Court Software May Be No More Accurate than Web Survey Takers in Predicting Criminal Risk

Body

January 17, 2018 – A widely-used computer software tool may be no more accurate or fair at predicting repeat criminal behavior than people with no criminal justice experience, according to a Dartmouth College study.

The Dartmouth analysis showed that non-experts who responded to an online survey performed equally as well as the Correctional Offender Management Profiling for Alternative Sanctions (COMPAS) software system used by courts to help determine the risk of recidivism. 

The paper also demonstrates that although COMPAS uses over one hundred pieces of information to make a prediction, the same level of accuracy may be achieved with only two variables – a defendant’s age and number of prior convictions. 

According to the research paper, COMPAS has been used to assess over one million offenders since it was developed in 1998, with its recidivism prediction component in use since 2000.

The analysis, published in the journal Science Advances, was carried out by the student-faculty research team of Julia Dressel and Hany Farid.

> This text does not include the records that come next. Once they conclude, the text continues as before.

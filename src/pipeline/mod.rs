//! Request stages for a report checkup.
//!
//! Each submodule does one job so it can be tested without the others.
//!
//! ## Data Flow
//!
//! ```text
//! intake ──▶ analysis ──▶ chat
//! (PDF→b64)  (schema JSON) (seeded session)
//! ```
//!
//! 1. [`intake`]: check the declared media type, read the file whole,
//!    base64-encode it
//! 2. [`analysis`]: one structured-output call that yields an
//!    [`crate::model::AnalysisResult`]
//! 3. [`chat`]: a [`chat::ChatSession`] seeded with the same document for
//!    follow-up questions

pub mod analysis;
pub mod chat;
pub mod intake;

#[cfg(test)]
pub(crate) mod testing;
impl CheckupState {
    pub fn new(locale: Locale) -> Self {
        Self {
            locale,
            epoch: 0,
            phase: Phase::Idle,
            document: None,
            result: None,
            transcript: Transcript::default(),
            notices: Vec::new(),
        }
    }

    pub fn locale(&self) -> Locale {
        self.locale
    }

    pub fn epoch(&self) -> u64 {
        self.epoch
    }

    pub fn phase(&self) -> Phase {
        self.phase
    }

    pub fn document(&self) -> Option<&UploadedDocument> {
        self.document.as_ref()
    }

    pub fn result(&self) -> Option<&AnalysisResult> {
        self.result.as_ref()
    }

    pub fn transcript(&self) -> &Transcript {
        &self.transcript
    }

    /// The turn the view should be scrolled to.
    pub fn latest_turn(&self) -> Option<&ConversationTurn> {
        self.transcript.last()
    }

    pub fn notices(&self) -> &[Notice] {
        &self.notices
    }

    /// Hand pending notices to the front-end; each is shown once.
    pub fn take_notices(&mut self) -> Vec<Notice> {
        std::mem::take(&mut self.notices)
    }

    /// Apply one event.
    ///
    /// Completions tagged with an old epoch are ignored (`Ok(None)`).
    pub fn apply(&mut self, event: Event) -> Result<Option<Effect>, TransitionError> {
        match event {
            Event::FileSelected(document) => self.on_file_selected(document),

            Event::IntakeRejected(error) => {
                let strings = self.locale.strings();
                let (kind, message) = if error.is_read_failure() {
                    (NoticeKind::Unreadable, strings.read_error)
                } else {
                    (NoticeKind::InvalidFile, strings.upload_error)
                };
                self.notices.push(Notice {
                    kind,
                    message: message.to_string(),
                    detail: error.to_string(),
                });
                Ok(None)
            }

            Event::AnalysisSucceeded { epoch, result } => {
                if self.is_stale(epoch) {
                    return Ok(None);
                }
                if self.phase != Phase::Analyzing {
                    return Err(TransitionError::NotAnalyzing { phase: self.phase });
                }
                let document = self.document.clone().ok_or(TransitionError::NotAnalyzing {
                    phase: self.phase,
                })?;
                self.result = Some(result);
                self.phase = Phase::Ready { sending: false };
                Ok(Some(Effect::OpenChat {
                    document,
                    locale: self.locale,
                }))
            }

            Event::AnalysisFailed { epoch, error } => {
                if self.is_stale(epoch) {
                    return Ok(None);
                }
                if self.phase != Phase::Analyzing {
                    return Err(TransitionError::NotAnalyzing { phase: self.phase });
                }
                let locale = self.locale;
                self.clear_session();
                self.notices.push(Notice {
                    kind: NoticeKind::AnalysisFailed,
                    message: locale.strings().alert_error.to_string(),
                    detail: error.to_string(),
                });
                Ok(Some(Effect::CloseChat))
            }

            Event::SendMessage(text) => {
                let text = text.trim();
                match self.phase {
                    Phase::Ready { sending: true } => Err(TransitionError::Busy),
                    Phase::Ready { sending: false } if text.is_empty() => Ok(None),
                    Phase::Ready { sending: false } => {
                        self.transcript.push(ConversationTurn::user(text));
                        self.phase = Phase::Ready { sending: true };
                        Ok(Some(Effect::SendTurn {
                            epoch: self.epoch,
                            message: text.to_string(),
                        }))
                    }
                    phase => Err(TransitionError::NotReady { phase }),
                }
            }

            Event::MessageSucceeded { epoch, text } => {
                self.finish_turn(epoch, ConversationTurn::assistant(text))
            }

            Event::MessageFailed { epoch, error } => {
                if !self.is_stale(epoch) {
                    debug!("Chat turn failed, showing fallback: {}", error);
                }
                let fallback = self.locale.strings().chat_error;
                self.finish_turn(epoch, ConversationTurn::assistant(fallback))
            }

            Event::Reset => {
                self.clear_session();
                Ok(Some(Effect::CloseChat))
            }

            Event::LocaleChanged(locale) => {
                self.locale = locale;
                Ok(None)
            }
        }
    }

    fn on_file_selected(
        &mut self,
        document: UploadedDocument,
    ) -> Result<Option<Effect>, TransitionError> {
        if self.phase == Phase::Analyzing {
            return Err(TransitionError::Busy);
        }
        // A new file replaces whatever session was live.
        self.clear_session();
        self.document = Some(document.clone());
        self.phase = Phase::Analyzing;
        Ok(Some(Effect::StartAnalysis {
            epoch: self.epoch,
            document,
            locale: self.locale,
        }))
    }

    fn finish_turn(
        &mut self,
        epoch: u64,
        turn: ConversationTurn,
    ) -> Result<Option<Effect>, TransitionError> {
        if self.is_stale(epoch) {
            return Ok(None);
        }
        if self.phase != (Phase::Ready { sending: true }) {
            return Err(TransitionError::NotSending);
        }
        self.transcript.push(turn);
        self.phase = Phase::Ready { sending: false };
        Ok(None)
    }

    fn is_stale(&self, epoch: u64) -> bool {
        if epoch != self.epoch {
            debug!("Discarding completion from epoch {} (now {})", epoch, self.epoch);
            true
        } else {
            false
        }
    }

    /// Replace document, result, transcript, and notices in one assignment.
    fn clear_session(&mut self) {
        let epoch = self.epoch + 1;
        *self = Self {
            epoch,
            ..Self::new(self.locale)
        };
    }
}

“It is troubling that untrained internet workers can perform as well as a computer program used to make life-altering decisions about criminal defendants,” said Farid, the Albert Bradley 1915 Third Century Professor of Computer Science at Dartmouth College. “The use of such software may be doing nothing to help people who could be denied a second chance by black-box algorithms.” 

According to the paper, software tools are used in pretrial, parole, and sentencing decisions to predict criminal behavior, including who is likely to fail to appear at a court hearing and who is likely to reoffend at some point in the future. Supporters of such systems argue that big data and advanced machine learning make these analyses more accurate and less biased than predictions made by humans.

“Claims that secretive and seemingly sophisticated data tools are more accurate and fair than humans are simply not supported by our research findings,” said Dressel, who performed the research as part of her undergraduate thesis in computer science at Dartmouth.

The research paper compares the commercial COMPAS software against workers contracted through Amazon’s online Mechanical Turk crowd-sourcing marketplace to see which approach is more accurate and fair when judging the possibility of recidivism. For the purposes of the study, recidivism was defined as committing a misdemeanor or felony within two years of a defendant’s last arrest. 

Groups of internet workers saw short descriptions that included a defendant’s sex, age, and previous criminal history. The human results were then compared to results from the COMPAS system that utilizes 137 variables for each individual.

Overall accuracy was based on the rate at which a defendant was correctly predicted to recidivate or not. The research also reported on false positives—when a defendant is predicted to recidivate but doesn’t—and false negatives—when a defendant is predicted not to recidivate but does. 

With considerably less information than COMPAS—seven features compared to 137—when results were pooled to determine the “wisdom of the crowd,” the humans with no presumed criminal justice experience were accurate in 67 percent of the cases presented, statistically the same as the 65.2 percent accuracy of COMPAS. Study participants and COMPAS were in agreement for 69.2 percent of the 1000 defendants when predicting who would repeat their crimes. 

According to the study, the question of accurate prediction of recidivism is not limited to COMPAS. A separate review cited in the study found that eight of nine software programs failed to make accurate predictions.

“The entire use of recidivism prediction instruments in courtrooms should be called into question,” Dressel said. “Along with previous work on the fairness of criminal justice algorithms, these combined results cast significant doubt on the entire effort of predicting recidivism.”

In contrast to other analyses that focus on whether algorithms are racially biased, the Dartmouth study considers the more fundamental issue of whether the COMPAS algorithm is any better than untrained humans at predicting recidivism in an accurate and fair way.

However, when race was considered, the research found that results from both the human respondents and the software showed significant disparities between how black and white defendants are judged.

According to the paper, it is valuable to ask if we would put these decisions in the hands of untrained people who respond to an online survey, because, in the end, “the results from these two approaches appear to be indistinguishable.”